Dems seize on tea party candidates' social stances

ALBANY, N.Y. -- The tea party movement was born in anger over the recession and the Obama administration's bailouts, and built largely on a platform of lower taxes and smaller government. But some of its candidates are getting tripped up on social issues.

In New York, Carl Paladino, the tea party-backed Republican candidate for governor, caused a furor when he said children shouldn't be "brainwashed" into thinking homosexuality is acceptable.

In Colorado, GOP Senate nominee Ken Buck has tried to deflect questions about his stance against abortion rights. In Delaware, Senate candidate Christine O'Donnell has come under fire over the conservative religious views she espoused as a TV commentator.

One by one, tea party challengers have veered away from the issues of taxes and spending -- or in some cases were pushed off message, either by the media or by the Democrats, who have tried to portray the insurgents not as populist alternatives to the mainstream GOP but as Republican regulars.

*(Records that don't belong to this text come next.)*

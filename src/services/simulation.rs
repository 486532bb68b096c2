use serde::Serialize;

use crate::config::ProgramRules;
use crate::db::operations::content::ModuleRecord;
use crate::db::operations::simulation as simulation_ops;
use crate::db::operations::simulation::{NewSimulationResult, SimulationResultRecord};
use crate::db::DatabaseProxy;
use crate::response::AppError;
use crate::services::module::{self as module_service, ModuleRef};
use crate::services::user as user_service;
use crate::simulations::{bank_for, Evaluation, PublicScenario, SimulationError, SimulationType};

impl From<SimulationError> for AppError {
    fn from(err: SimulationError) -> Self {
        match err {
            SimulationError::UnknownScenario(_) => AppError::not_found(err.to_string()),
            SimulationError::Empty => AppError::not_found(err.to_string()),
            SimulationError::UnknownType(_) | SimulationError::UnknownOption(_) => {
                AppError::validation(err.to_string())
            }
        }
    }
}

#[derive(Debug, Clone, Serialize)]
#[serde(rename_all = "camelCase")]
pub struct ScenarioView {
    pub scenario: PublicScenario,
    pub module: Option<ModuleRef>,
    pub previously_completed: bool,
}

#[derive(Debug, Clone, Serialize)]
#[serde(rename_all = "camelCase")]
pub struct SimulationOutcome {
    pub result_id: i64,
    pub module_id: Option<i64>,
    pub module_completed: bool,
    #[serde(flatten)]
    pub evaluation: Evaluation,
}

#[derive(Debug, Clone, Serialize)]
#[serde(rename_all = "camelCase")]
pub struct SimulationTypeStatistics {
    pub simulation_type: SimulationType,
    pub total_attempts: i64,
    pub completed_attempts: i64,
    pub correct_attempts: i64,
    pub average_score: f64,
    pub completion_rate: f64,
    pub best_score: i64,
    pub participants: i64,
}

pub fn parse_kind(raw: &str) -> Result<SimulationType, AppError> {
    SimulationType::parse(raw).ok_or_else(|| SimulationError::UnknownType(raw.to_string()).into())
}

pub fn scenario_for(
    kind: SimulationType,
    scenario_id: Option<u32>,
) -> Result<PublicScenario, AppError> {
    let bank = bank_for(kind);
    let scenario = match scenario_id {
        Some(id) => bank
            .scenario_by_id(id)
            .ok_or(SimulationError::UnknownScenario(id))?,
        None => bank.random_scenario()?,
    };
    Ok(bank.public_view(scenario))
}

/// Picks the module a simulation belongs to: the explicit id when given,
/// otherwise the first module configured with this simulation type.
async fn resolve_module(
    proxy: &DatabaseProxy,
    kind: SimulationType,
    module_id: Option<i64>,
) -> Result<Option<ModuleRecord>, AppError> {
    match module_id {
        Some(id) => {
            let module = module_service::load_module(proxy, id).await?;
            if module.simulation_type.as_deref() != Some(kind.as_str()) {
                return Err(AppError::validation(format!(
                    "Module {} does not run the {} simulation",
                    module.id,
                    kind.label()
                )));
            }
            Ok(Some(module))
        }
        None => Ok(module_service::modules_by_simulation_type(proxy, kind)
            .await?
            .into_iter()
            .next()),
    }
}

pub async fn scenario_for_user(
    proxy: &DatabaseProxy,
    rules: &ProgramRules,
    user_id: i64,
    kind: SimulationType,
    scenario_id: Option<u32>,
) -> Result<ScenarioView, AppError> {
    let module = resolve_module(proxy, kind, None).await?;
    let previously_completed = match &module {
        Some(module) => {
            module_service::ensure_accessible(proxy, rules, user_id, module).await?;
            simulation_ops::has_completed_for_module(proxy, user_id, module.id).await?
        }
        None => false,
    };

    Ok(ScenarioView {
        scenario: scenario_for(kind, scenario_id)?,
        module: module.as_ref().map(ModuleRef::from),
        previously_completed,
    })
}

#[allow(clippy::too_many_arguments)]
pub async fn submit(
    proxy: &DatabaseProxy,
    rules: &ProgramRules,
    user_id: i64,
    kind: SimulationType,
    scenario_id: u32,
    choice: &str,
    time_taken: Option<i64>,
    module_id: Option<i64>,
) -> Result<SimulationOutcome, AppError> {
    let module = resolve_module(proxy, kind, module_id).await?;
    if let Some(module) = &module {
        module_service::ensure_accessible(proxy, rules, user_id, module).await?;
    }

    let bank = bank_for(kind);
    let scenario = bank
        .scenario_by_id(scenario_id)
        .ok_or(SimulationError::UnknownScenario(scenario_id))?;
    let evaluation = bank.evaluate(scenario, choice)?;

    let result_id = simulation_ops::insert_result(
        proxy,
        &NewSimulationResult {
            user_id,
            module_id: module.as_ref().map(|m| m.id),
            simulation_type: kind.as_str().to_string(),
            scenario_id: i64::from(scenario.id),
            chosen_option: evaluation.chosen_option.clone(),
            correct: evaluation.correct,
            score: evaluation.score,
            completed: true,
            time_taken: time_taken.filter(|t| *t >= 0),
            decisions_made: serde_json::json!({
                "scenarioTitle": scenario.title,
                "chosenOption": evaluation.chosen_option,
                "correct": evaluation.correct,
                "correctOptions": evaluation.correct_options,
            }),
        },
    )
    .await?;

    user_service::refresh_counters(proxy, user_id).await?;
    let module_completed = match &module {
        Some(module) => module_service::sync_completion(proxy, rules, user_id, module).await?,
        None => false,
    };

    tracing::info!(
        user_id,
        simulation = %kind,
        scenario_id,
        correct = evaluation.correct,
        module_completed,
        "simulation submitted"
    );

    Ok(SimulationOutcome {
        result_id,
        module_id: module.map(|m| m.id),
        module_completed,
        evaluation,
    })
}

pub async fn history(
    proxy: &DatabaseProxy,
    user_id: i64,
    kind: Option<SimulationType>,
) -> Result<Vec<SimulationResultRecord>, AppError> {
    Ok(simulation_ops::results_for_user(proxy, user_id, kind.map(|k| k.as_str()), None).await?)
}

pub async fn statistics(
    proxy: &DatabaseProxy,
    kind: SimulationType,
) -> Result<SimulationTypeStatistics, AppError> {
    let stats = simulation_ops::stats(proxy, Some(kind.as_str()), None).await?;
    Ok(SimulationTypeStatistics {
        simulation_type: kind,
        total_attempts: stats.total_attempts,
        completed_attempts: stats.completed_attempts,
        correct_attempts: stats.correct_attempts,
        average_score: user_service::round1(stats.average_score.unwrap_or(0.0)),
        completion_rate: user_service::round1(stats.completion_rate()),
        best_score: stats.best_score.unwrap_or(0),
        participants: stats.participants,
    })
}

#[cfg(test)]
mod tests {
    use super::*;
    use axum::http::StatusCode;

    #[test]
    fn unknown_kind_is_a_validation_error() {
        let err = parse_kind("tailgating").unwrap_err();
        assert_eq!(err.status(), StatusCode::BAD_REQUEST);
        assert_eq!(parse_kind("quid-pro-quo").unwrap(), SimulationType::QuidProQuo);
    }

    #[test]
    fn scenario_lookup_by_id() {
        let scenario = scenario_for(SimulationType::Baiting, Some(1)).unwrap();
        assert_eq!(scenario.id, 1);
        let missing = scenario_for(SimulationType::Baiting, Some(99)).unwrap_err();
        assert_eq!(missing.status(), StatusCode::NOT_FOUND);
    }

    #[test]
    fn random_scenario_belongs_to_the_bank() {
        let scenario = scenario_for(SimulationType::Phishing, None).unwrap();
        assert_eq!(scenario.simulation_type, SimulationType::Phishing);
        assert_eq!(scenario.options.len(), 4);
    }
}
//! Post-program steps: the feedback survey and the completion certificate.

use chrono::{DateTime, Utc};
use serde::{Deserialize, Serialize};
use sha2::{Digest, Sha256};

use crate::db::operations::assessment as assessment_ops;
use crate::db::operations::assessment::AssessmentType;
use crate::db::operations::feedback as feedback_ops;
use crate::db::operations::feedback::{NewSurvey, SurveyRecord};
use crate::db::DatabaseProxy;
use crate::response::AppError;
use crate::services::module as module_service;
use crate::services::rules;
use crate::services::user as user_service;
use crate::validators;

#[derive(Debug, Clone, Default, Deserialize)]
#[serde(rename_all = "camelCase", default)]
pub struct SurveySubmission {
    pub rating: Option<i64>,
    #[serde(alias = "feedback_text", alias = "feedbackText")]
    pub feedback: Option<String>,
    #[serde(alias = "difficulty_level", alias = "difficultyLevel")]
    pub difficulty: Option<String>,
    #[serde(alias = "module_id")]
    pub module_id: Option<i64>,
}

#[derive(Debug, Clone, Serialize)]
#[serde(rename_all = "camelCase")]
pub struct SurveyStatus {
    pub final_assessment_passed: bool,
    pub submitted: bool,
    pub can_submit: bool,
    pub survey: Option<SurveyRecord>,
}

#[derive(Debug, Clone, Serialize)]
#[serde(rename_all = "camelCase")]
pub struct Certificate {
    pub certificate_id: String,
    pub recipient_name: String,
    pub username: String,
    pub completed_at: DateTime<Utc>,
    pub final_percentage: i64,
    pub program: &'static str,
}

pub const PROGRAM_TITLE: &str = "Social Engineering Awareness Program";

/// First 16 hex chars of `sha256("{user_id}:{completed_at}")`.
pub fn certificate_id(user_id: i64, completed_at: DateTime<Utc>) -> String {
    let mut hasher = Sha256::new();
    hasher.update(format!("{user_id}:{}", completed_at.to_rfc3339()).as_bytes());
    let mut id = hex::encode(hasher.finalize());
    id.truncate(16);
    id
}

async fn final_passed(proxy: &DatabaseProxy, user_id: i64) -> Result<bool, AppError> {
    Ok(
        assessment_ops::first_passed(proxy, user_id, AssessmentType::FinalAssessment)
            .await?
            .is_some(),
    )
}

pub async fn survey_status(proxy: &DatabaseProxy, user_id: i64) -> Result<SurveyStatus, AppError> {
    let passed = final_passed(proxy, user_id).await?;
    let survey = feedback_ops::find_user_survey(proxy, user_id).await?;
    Ok(SurveyStatus {
        final_assessment_passed: passed,
        submitted: survey.is_some(),
        can_submit: rules::survey_gate(passed, survey.is_some()).is_ok(),
        survey,
    })
}

pub async fn submit_survey(
    proxy: &DatabaseProxy,
    user_id: i64,
    submission: SurveySubmission,
) -> Result<SurveyRecord, AppError> {
    let passed = final_passed(proxy, user_id).await?;
    let existing = feedback_ops::find_user_survey(proxy, user_id).await?;
    rules::survey_gate(passed, existing.is_some())?;

    let rating = submission
        .rating
        .ok_or(validators::ValidationError::Required("rating"))?;
    validators::validate_rating(rating)?;

    let feedback_text = match submission.feedback.as_deref() {
        Some(raw) => {
            let cleaned = validators::sanitize_input(raw);
            validators::validate_feedback(&cleaned)?;
            (!cleaned.is_empty()).then_some(cleaned)
        }
        None => None,
    };
    let difficulty_level = match submission.difficulty.as_deref().map(str::trim) {
        None | Some("") => None,
        Some(raw) => Some(validators::validate_difficulty(raw)?),
    };
    if let Some(module_id) = submission.module_id {
        module_service::load_module(proxy, module_id).await?;
    }

    let id = feedback_ops::insert_survey(
        proxy,
        &NewSurvey {
            user_id,
            module_id: submission.module_id,
            rating,
            feedback_text,
            difficulty_level,
        },
    )
    .await?;
    tracing::info!(user_id, survey_id = id, rating, "survey submitted");

    feedback_ops::find_user_survey(proxy, user_id)
        .await?
        .ok_or_else(|| AppError::internal("survey missing after insert"))
}

pub async fn certificate(proxy: &DatabaseProxy, user_id: i64) -> Result<Certificate, AppError> {
    let passing = assessment_ops::first_passed(proxy, user_id, AssessmentType::FinalAssessment).await?;
    let survey_exists = feedback_ops::find_user_survey(proxy, user_id).await?.is_some();
    rules::certificate_gate(passing.is_some(), survey_exists)?;
    let passing = passing.ok_or_else(|| AppError::forbidden("Final assessment not passed"))?;

    let user = user_service::load_user(proxy, user_id).await?;
    let recipient_name = if user.full_name.trim().is_empty() {
        user.username.clone()
    } else {
        user.full_name.clone()
    };

    Ok(Certificate {
        certificate_id: certificate_id(user.id, passing.created_at),
        recipient_name,
        username: user.username,
        completed_at: passing.created_at,
        final_percentage: passing.percentage(),
        program: PROGRAM_TITLE,
    })
}

#[cfg(test)]
mod tests {
    use super::*;
    use chrono::TimeZone;

    #[test]
    fn certificate_id_is_stable_and_short() {
        let at = Utc.with_ymd_and_hms(2026, 3, 14, 9, 30, 0).unwrap();
        let first = certificate_id(7, at);
        assert_eq!(first.len(), 16);
        assert!(first.chars().all(|c| c.is_ascii_hexdigit()));
        assert_eq!(first, certificate_id(7, at));
        assert_ne!(first, certificate_id(8, at));
    }

    #[test]
    fn survey_submission_accepts_form_field_names() {
        let parsed: SurveySubmission = serde_json::from_value(serde_json::json!({
            "rating": 4,
            "feedback_text": "useful",
            "difficulty_level": "medium"
        }))
        .unwrap();
        assert_eq!(parsed.rating, Some(4));
        assert_eq!(parsed.feedback.as_deref(), Some("useful"));
        assert_eq!(parsed.difficulty.as_deref(), Some("medium"));
    }
}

Alan Abramowitz, a political science professor at Emory University in Atlanta, said his research shows tea party activists are overwhelmingly conservative Republicans.

"My feeling has been that social issues were always an important component of the tea party movement all along," Abramowitz said.

Some tea party candidates are trying to moderate their social views or deflect attention from them back to the economy.

In Kentucky, tea party Republican Rand Paul, a candidate for Senate, opposes abortion, same-sex marriage and a proposed mosque near ground zero in New York City. But he doesn't talk about it much.

"I say the top three issues of the tea party movement are the debt, the debt and the debt," Paul said.

But in May, just hours after he won a landslide primary victory, he took heat for a rambling interview in which he expressed misgivings about the Civil Rights Act of 1964 and appeared to suggest that businesses be allowed to deny service to blacks without fear of federal interference.

Paul scrambled for damage control, issuing a statement saying, "I believe we should work to end all racism in American society and staunchly defend the inherent rights of every person."